I have an overwhelming urge to try and describe what submission means to me, what it does for me, why I am who I am. I don't know if I'm that talented but I need to try.
A lot of people, much more well-versed in D/s than I am and probably a lot smarter, too, talk about submission as a power exchange. And it is. I willingly hand over decision-making control to Sir. He decides what happens to me, what actions I take, and what pleasure I derive from our encounters. I do so only because I trust that He will not violate my limits or my body in ways that I find unacceptable (known as hard limits). I also trust that He will ensure that I receive as much, if not more, pleasure than He does. I can feel this confident because since the first time, He has proven worthy of my trust.
Submitting to Him feels safe. I feel more protected and secure than at any other point in my life. I trust Him to take care of me, to protect me, to shelter me, to shield me - because He said He would. Because He takes every facet of my life seriously. Because He listens when I speak - even if He thinks I'm a "silly ass."
The cliche of the hard-working, decision-making, ball-busting woman who desperately wants to yield to a man stronger than her applies to nearly every woman I've met who submits. It certainly applies to me. Knowing myself like I now do, I understand why my marriage was doomed from the beginning. My ex-husband (Sir calls him a douchebag - I wish I could disagree) lost my respect, my confidence, and my trust before we were even married (why I married him anyway is a story for another day). I had most of the control in our relationship and in the few instances when I didn't, his decisions were disastrous for us in one way or another which perpetuated a cycle where I refused to cede control and authority because I couldn't trust his decisions.

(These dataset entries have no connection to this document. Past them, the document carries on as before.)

//! Minimal Solidity ABI plumbing for a `f(uint256) returns (bytes)` view
//!
//! Call data is the 4-byte selector followed by one 32-byte big-endian word.
//! The return value of a dynamic `bytes` is an offset word, then a length
//! word at that offset, then the data padded to a multiple of 32 bytes.

use sha3::{Digest, Keccak256};

/// Size of one ABI word
const WORD: usize = 32;

/// First four bytes of Keccak-256 of the canonical function signature
pub fn selector(signature: &str) -> [u8; 4] {
    let digest = Keccak256::digest(signature.as_bytes());
    [digest[0], digest[1], digest[2], digest[3]]
}

/// `0x`-prefixed call data for a single `uint256` argument
pub fn encode_uint256_call(selector: [u8; 4], argument: u64) -> String {
    let mut data = Vec::with_capacity(4 + WORD);
    data.extend_from_slice(&selector);
    data.extend_from_slice(&[0u8; WORD - 8]);
    data.extend_from_slice(&argument.to_be_bytes());
    format!("0x{}", hex::encode(data))
}

/// Decodes an ABI-encoded `bytes` return value from `eth_call` output
///
/// # Errors
///
/// Returns a description of the problem when the payload is not valid hex,
/// is too short, or its offset/length words point outside the payload.
pub fn decode_bytes(output: &str) -> Result<Vec<u8>, String> {
    let digits = output
        .strip_prefix("0x")
        .ok_or_else(|| "eth_call result is missing the 0x prefix".to_string())?;

    if digits.is_empty() {
        return Err("eth_call returned no data; is the contract address correct?".to_string());
    }

    let raw = hex::decode(digits).map_err(|e| format!("eth_call result is not valid hex: {e}"))?;

    let offset = read_usize_word(&raw, 0)?;
    let length = read_usize_word(&raw, offset)?;

    let start = offset
        .checked_add(WORD)
        .ok_or_else(|| "bytes offset overflows".to_string())?;
    let end = start
        .checked_add(length)
        .ok_or_else(|| "bytes length overflows".to_string())?;

    if end > raw.len() {
        return Err(format!(
            "bytes length {length} at offset {offset} exceeds payload of {} bytes",
            raw.len()
        ));
    }

    Ok(raw[start..end].to_vec())
}

/// Reads the word at `position` as a `usize`, rejecting values that don't fit
fn read_usize_word(raw: &[u8], position: usize) -> Result<usize, String> {
    let end = position
        .checked_add(WORD)
        .ok_or_else(|| "word position overflows".to_string())?;
    let word = raw
        .get(position..end)
        .ok_or_else(|| format!("payload too short to read word at byte {position}"))?;

    let (high, low) = word.split_at(WORD - 8);
    if high.iter().any(|&b| b != 0) {
        return Err(format!("word at byte {position} is too large"));
    }

    let mut buf = [0u8; 8];
    buf.copy_from_slice(low);
    usize::try_from(u64::from_be_bytes(buf))
        .map_err(|_| format!("word at byte {position} does not fit in usize"))
}
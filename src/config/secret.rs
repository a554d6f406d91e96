//! Secure credential handling using the secrecy crate
//!
//! JSON-RPC provider URLs usually embed an API key
//! (`https://eth-mainnet.example.io/v2/<key>`), so the RPC URL is held in a
//! `Secret` that zeroes memory on drop and redacts itself in `Debug` output.
//!
//! # Example
//!
//! ```rust
//! use entropy_export::config::secret_string;
//! use secrecy::ExposeSecret;
//!
//! let rpc_url = secret_string("https://rpc.example.org/v2/key".to_string());
//! assert_eq!(rpc_url.expose_secret().as_ref(), "https://rpc.example.org/v2/key");
//!
//! // Debug output is redacted
//! assert!(!format!("{rpc_url:?}").contains("key"));
//! ```

use secrecy::{CloneableSecret, DebugSecret, Secret, SerializableSecret};
use serde::{Deserialize, Deserializer, Serialize, Serializer};
use zeroize::Zeroize;

/// Newtype wrapper for String that implements the required traits for Secret
#[derive(Clone, Debug, Zeroize)]
#[zeroize(drop)]
pub struct SecretValue(String);

impl CloneableSecret for SecretValue {}
impl DebugSecret for SecretValue {}
impl SerializableSecret for SecretValue {}

impl From<String> for SecretValue {
    fn from(s: String) -> Self {
        SecretValue(s)
    }
}

impl AsRef<str> for SecretValue {
    fn as_ref(&self) -> &str {
        &self.0
    }
}

impl SecretValue {
    /// Check if the secret value is empty
    pub fn is_empty(&self) -> bool {
        self.0.trim().is_empty()
    }

    /// Scheme and host only, for log lines and summaries
    ///
    /// Returns `"***"` when the value is not a parseable URL.
    pub fn redacted_url(&self) -> String {
        match url::Url::parse(&self.0) {
            Ok(parsed) => match parsed.host_str() {
                Some(host) => format!("{}://{}/***", parsed.scheme(), host),
                None => "***".to_string(),
            },
            Err(_) => "***".to_string(),
        }
    }
}

impl Serialize for SecretValue {
    fn serialize<S>(&self, serializer: S) -> Result<S::Ok, S::Error>
    where
        S: Serializer,
    {
        self.0.serialize(serializer)
    }
}

impl<'de> Deserialize<'de> for SecretValue {
    fn deserialize<D>(deserializer: D) -> Result<Self, D::Error>
    where
        D: Deserializer<'de>,
    {
        String::deserialize(deserializer).map(SecretValue)
    }
}

/// Type alias for a secret string
pub type SecretString = Secret<SecretValue>;

/// Helper function to create a SecretString from a String
#[inline]
pub fn secret_string(value: String) -> SecretString {
    Secret::new(SecretValue::from(value))
}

Without even realizing it, I was desperate to submit. But it would take something as simple as masturbation to lead me down the path to my true self. Allowing myself to open up about my burgeoning sexuality and to willingly explore my base desires brought me here - to Him. And nothing has felt more natural than this. From the first time He growled in my ear, dictating my masturbatory efforts, I felt like I was whole.
Of course, I question myself at times. How did I get to this point? What if this is some passing whim? (I assure you, it's not.) Is there something wrong with me? Why do the words "whore," "slut," "cunt," and "bitch" make me writhe and whimper, make me desperate to please and to cum? I'm not insightful enough to explain the whys and hows at that level, but I can tell you that it's as if a missing puzzle piece was discovered. I could still see the picture of who I was without it, but with this aspect of who I am, the picture is crystal clear, no gaping holes. I am complete.
Part (or maybe all) of submission involves need. I need Him in so many ways - sexually, sensually, spiritually, emotionally, mentally. I am capable of functioning on my own - I have for nearly 33 years at this point. But when He chooses to guide and direct me, I feel myself relax and take a deep breath because I know it will be okay. He might not always have the right answer - but He will look for one with me. Note, I said with me - I still have a life to live, children to raise, a douchebag to deal with. His job is not to be my knight-in-shining-armor in all facets of my life. There are still those things I must handle on my own - but as my Sir, He gives me His time, His thoughts, His comfort so that I can move forward and make the best possible choices.
This may be true of all good Dominant men, but He knows when submission is what I most need. He knows in that instant, I am in another place in my mind. Cares and worries drop away, nonexistent. I can stop thinking, worrying, fretting. Submission clears my mind because a submissive's job requires NO thought - simply action based on His desires. I exasperate and frustrate Him when I forget to stop thinking (I'm a chronic over-thinker.) When I think too much, I tend to get into trouble. He forces me to focus only on the specific words He uses - to stop looking for the deeper meaning.
When I begin to have moments of self-doubt, I comfort myself with the knowledge that I only have to focus on His specific words and actions. If He doesn't indicate He is unhappy, then He's not. It really is as simple as that. He says what He means; He does not play games (unless fucking my mind becomes necessary); He stays true to His word. As long as I never forget that, the rest is easy.
And that I think is my point. Submission is about simplicity. Stripping away the complexities of thoughts and worries, taking away the what-ifs and maybes, and simply obeying. Listening to the words and taking them at face-value.
"Open your mouth."
Once the mind quiets down, everything else is easy. I can focus on the emotions I feel for Him (without becoming overwhelmed). I can focus on the sensations coursing through my body. I can free myself from the shackles of a typical vanilla life, spread my wings, and fly as my limits are stretched further than I ever imagined.
That is why I submit. Why I submit to Him? I love Him and I know He loves, cherishes, and wants me. I know that He will protect, guide, and teach me. I know that in tough times, He will stand by my side. I know that in good times, He will celebrate with me. He makes my submission easy. And in return, I simply want to give - whatever He needs at any moment in time.